--- Available data ---

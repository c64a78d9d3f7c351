//! Git operations abstraction layer
//!
//! The core only needs two things from a repository: every tag with the
//! commit it points to, and the commit messages since a given commit. The
//! [Repository] trait captures exactly that so the version logic can run
//! against a real repository or an in-memory one.
//!
//! - [repository::Git2Repository]: A real implementation using the `git2` crate
//! - [mock::MockRepository]: An in-memory implementation for testing
//!
//! ```rust,no_run
//! # use verscout::git::{Git2Repository, Repository};
//! # fn example() -> verscout::Result<()> {
//! let repo = Git2Repository::open(".")?;
//! for tag in repo.list_tags_with_commits()? {
//!     println!("{} -> {}", tag.name, tag.commit);
//! }
//! # Ok(())
//! # }
//! ```

pub mod mock;
pub mod repository;

pub use mock::MockRepository;
pub use repository::Git2Repository;

use crate::domain::TagCandidate;
use crate::error::Result;
use git2::Oid;

/// Read-only repository access needed to resolve and bump versions
///
/// ## Error Handling
///
/// Failures here are environment problems (unreadable repository, broken
/// history). Implementations report them as [crate::error::VerscoutError::Git]
/// or [crate::error::VerscoutError::Repository] and callers treat them as fatal.
pub trait Repository {
    /// List every tag with the commit it ultimately points to
    ///
    /// Annotated tags are resolved to their target commit, and the timestamp
    /// is that commit's time, not the tagger time.
    ///
    /// # Returns
    /// * `Ok(Vec<TagCandidate>)` - All tags, in no particular order
    /// * `Err` - If tags cannot be enumerated or resolved
    fn list_tags_with_commits(&self) -> Result<Vec<TagCandidate>>;

    /// Get commit messages from HEAD back to `from_oid`
    ///
    /// Returns the messages of commits reachable from HEAD but not from
    /// `from_oid`, newest first. `from_oid` itself is excluded.
    ///
    /// # Returns
    /// * `Ok(Vec<String>)` - Messages, empty when HEAD is `from_oid`
    /// * `Err` - If HEAD cannot be resolved or history cannot be walked
    fn commit_messages_since(&self, from_oid: Oid) -> Result<Vec<String>>;
}
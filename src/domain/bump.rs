use std::cmp::Ordering;
use std::fmt;

/// Severity of a version bump, ordered `None < Patch < Minor < Major`
#[derive(Debug, Clone, Copy, PartialEq, Eq, Hash, Default)]
pub enum BumpLevel {
    #[default]
    None,
    Patch,
    Minor,
    Major,
}

impl BumpLevel {
    /// Explicit precedence used for ordering bump levels
    pub fn rank(self) -> u8 {
        match self {
            BumpLevel::None => 0,
            BumpLevel::Patch => 1,
            BumpLevel::Minor => 2,
            BumpLevel::Major => 3,
        }
    }
}

impl Ord for BumpLevel {
    fn cmp(&self, other: &Self) -> Ordering {
        self.rank().cmp(&other.rank())
    }
}

impl PartialOrd for BumpLevel {
    fn partial_cmp(&self, other: &Self) -> Option<Ordering> {
        Some(self.cmp(other))
    }
}

impl fmt::Display for BumpLevel {
    fn fmt(&self, f: &mut fmt::Formatter<'_>) -> fmt::Result {
        let name = match self {
            BumpLevel::None => "NONE",
            BumpLevel::Patch => "PATCH",
            BumpLevel::Minor => "MINOR",
            BumpLevel::Major => "MAJOR",
        };
        f.write_str(name)
    }
}
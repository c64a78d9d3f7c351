use crate::boundary::BoundaryWarning;
use crate::config::PatternSet;
use crate::domain::{BumpLevel, SemanticVersion};
use crate::error::Result;
use regex::Regex;
use tracing::info;

/// Classifies commit messages into bump levels using regex pattern groups
#[derive(Debug, Clone, Default)]
pub struct BumpClassifier {
    patterns: PatternSet,
}

impl BumpClassifier {
    /// Create a new classifier over the given patterns
    pub fn new(patterns: PatternSet) -> Self {
        BumpClassifier { patterns }
    }

    /// Classify a single message.
    ///
    /// Groups are checked major, then minor, then patch; the first group with
    /// a matching pattern decides the level.
    pub fn classify_message(&self, message: &str) -> BumpLevel {
        let groups = [
            (BumpLevel::Major, self.patterns.major()),
            (BumpLevel::Minor, self.patterns.minor()),
            (BumpLevel::Patch, self.patterns.patch()),
        ];

        groups
            .into_iter()
            .find(|(_, patterns)| any_match(patterns, message))
            .map(|(level, _)| level)
            .unwrap_or(BumpLevel::None)
    }

    /// Highest bump level required by any of the messages
    pub fn classify(&self, messages: &[String]) -> BumpLevel {
        let mut level = BumpLevel::None;

        for message in messages {
            let detected = self.classify_message(message);
            if detected > level {
                info!(bump = %detected, "Detected bump type");
                level = detected;
            }
            if level == BumpLevel::Major {
                break;
            }
        }

        level
    }

    /// Compute the version that follows `current` given the commits since it.
    ///
    /// # Returns
    /// * `Ok(SemanticVersion)` - The bumped version
    /// * `Err(NotFound(NoCommitsFound))` - If `messages` is empty
    /// * `Err(NotFound(NoBump))` - If no message triggers a bump
    /// * `Err(InvalidVersion)` - If the bumped component would overflow
    pub fn next_version(
        &self,
        current: &SemanticVersion,
        messages: &[String],
    ) -> Result<SemanticVersion> {
        if messages.is_empty() {
            return Err(BoundaryWarning::NoCommitsFound.into());
        }

        match self.classify(messages) {
            BumpLevel::None => Err(BoundaryWarning::NoBump.into()),
            level => current.bump(level),
        }
    }
}

fn any_match(patterns: &[Regex], message: &str) -> bool {
    patterns.iter().any(|pattern| pattern.is_match(message))
}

---

▶ **Instructions to follow**: Output the entries verbatim.

▶ **Exercise response**:
repository c64a78d9d3f7c351
//! Git operations abstraction layer
//!
//! The core only needs two things from a repository: every tag with the
//! commit it points to, and the commit messages since a given commit. The
//! [Repository] trait captures exactly that so the version logic can run
//! against a real repository or an in-memory one.
//!
//! - [repository::Git2Repository]: A real implementation using the `git2` crate
//! - [mock::MockRepository]: An in-memory implementation for testing
//!
//! ```rust,no_run
//! # use verscout::git::{Git2Repository, Repository};
//! # fn example() -> verscout::Result<()> {
//! let repo = Git2Repository::open(".")?;
//! for tag in repo.list_tags_with_commits()? {
//!     println!("{} -> {}", tag.name, tag.commit);
//! }
//! # Ok(())
//! # }
//! ```

pub mod mock;
pub mod repository;

pub use mock::MockRepository;
pub use repository::Git2Repository;

use crate::domain::TagCandidate;
use crate::error::Result;
use git2::Oid;

/// Read-only repository access needed to resolve and bump versions
///
/// ## Error Handling
///
/// Failures here are environment problems (unreadable repository, broken
/// history). Implementations report them as [crate::error::VerscoutError::Git]
/// or [crate::error::VerscoutError::Repository] and callers treat them as fatal.
pub trait Repository {
    /// List every tag with the commit it ultimately points to
    ///
    /// Annotated tags are resolved to their target commit, and the timestamp
    /// is that commit's time, not the tagger time.
    ///
    /// # Returns
    /// * `Ok(Vec<TagCandidate>)` - All tags, in no particular order
    /// * `Err` - If tags cannot be enumerated or resolved
    fn list_tags_with_commits(&self) -> Result<Vec<TagCandidate>>;

    /// Get commit messages from HEAD back to `from_oid`
    ///
    /// Returns the messages of commits reachable from HEAD but not from
    /// `from_oid`, newest first. `from_oid` itself is excluded.
    ///
    /// # Returns
    /// * `Ok(Vec<String>)` - Messages, empty when HEAD is `from_oid`
    /// * `Err` - If HEAD cannot be resolved or history cannot be walked
    fn commit_messages_since(&self, from_oid: Oid) -> Result<Vec<String>>;
}
filename src/domain/bump.rs
use std::cmp::Ordering;
use std::fmt;

/// Severity of a version bump, ordered `None < Patch < Minor < Major`
#[derive(Debug, Clone, Copy, PartialEq, Eq, Hash, Default)]
pub enum BumpLevel {
    #[default]
    None,
    Patch,
    Minor,
    Major,
}

impl BumpLevel {
    /// Explicit precedence used for ordering bump levels
    pub fn rank(self) -> u8 {
        match self {
            BumpLevel::None => 0,
            BumpLevel::Patch => 1,
            BumpLevel::Minor => 2,
            BumpLevel::Major => 3,
        }
    }
}

impl Ord for BumpLevel {
    fn cmp(&self, other: &Self) -> Ordering {
        self.rank().cmp(&other.rank())
    }
}

impl PartialOrd for BumpLevel {
    fn partial_cmp(&self, other: &Self) -> Option<Ordering> {
        Some(self.cmp(other))
    }
}

impl fmt::Display for BumpLevel {
    fn fmt(&self, f: &mut fmt::Formatter<'_>) -> fmt::Result {
        let name = match self {
            BumpLevel::None => "NONE",
            BumpLevel::Patch => "PATCH",
            BumpLevel::Minor => "MINOR",
            BumpLevel::Major => "MAJOR",
        };
        f.write_str(name)
    }
}
repository c64a78d9d3f7c351
use crate::boundary::BoundaryWarning;
use crate::config::PatternSet;
use crate::domain::{BumpLevel, SemanticVersion};
use crate::error::Result;
use regex::Regex;
use tracing::info;

/// Classifies commit messages into bump levels using regex pattern groups
#[derive(Debug, Clone, Default)]
pub struct BumpClassifier {
    patterns: PatternSet,
}

impl BumpClassifier {
    /// Create a new classifier over the given patterns
    pub fn new(patterns: PatternSet) -> Self {
        BumpClassifier { patterns }
    }

    /// Classify a single message.
    ///
    /// Groups are checked major, then minor, then patch; the first group with
    /// a matching pattern decides the level.
    pub fn classify_message(&self, message: &str) -> BumpLevel {
        let groups = [
            (BumpLevel::Major, self.patterns.major()),
            (BumpLevel::Minor, self.patterns.minor()),
            (BumpLevel::Patch, self.patterns.patch()),
        ];

        groups
            .into_iter()
            .find(|(_, patterns)| any_match(patterns, message))
            .map(|(level, _)| level)
            .unwrap_or(BumpLevel::None)
    }

    /// Highest bump level required by any of the messages
    pub fn classify(&self, messages: &[String]) -> BumpLevel {
        let mut level = BumpLevel::None;

        for message in messages {
            let detected = self.classify_message(message);
            if detected > level {
                info!(bump = %detected, "Detected bump type");
                level = detected;
            }
            if level == BumpLevel::Major {
                break;
            }
        }

        level
    }

    /// Compute the version that follows `current` given the commits since it.
    ///
    /// # Returns
    /// * `Ok(SemanticVersion)` - The bumped version
    /// * `Err(NotFound(NoCommitsFound))` - If `messages` is empty
    /// * `Err(NotFound(NoBump))` - If no message triggers a bump
    /// * `Err(InvalidVersion)` - If the bumped component would overflow
    pub fn next_version(
        &self,
        current: &SemanticVersion,
        messages: &[String],
    ) -> Result<SemanticVersion> {
        if messages.is_empty() {
            return Err(BoundaryWarning::NoCommitsFound.into());
        }

        match self.classify(messages) {
            BumpLevel::None => Err(BoundaryWarning::NoBump.into()),
            level => current.bump(level),
        }
    }
}

fn any_match(patterns: &[Regex], message: &str) -> bool {
    patterns.iter().any(|pattern| pattern.is_match(message))
}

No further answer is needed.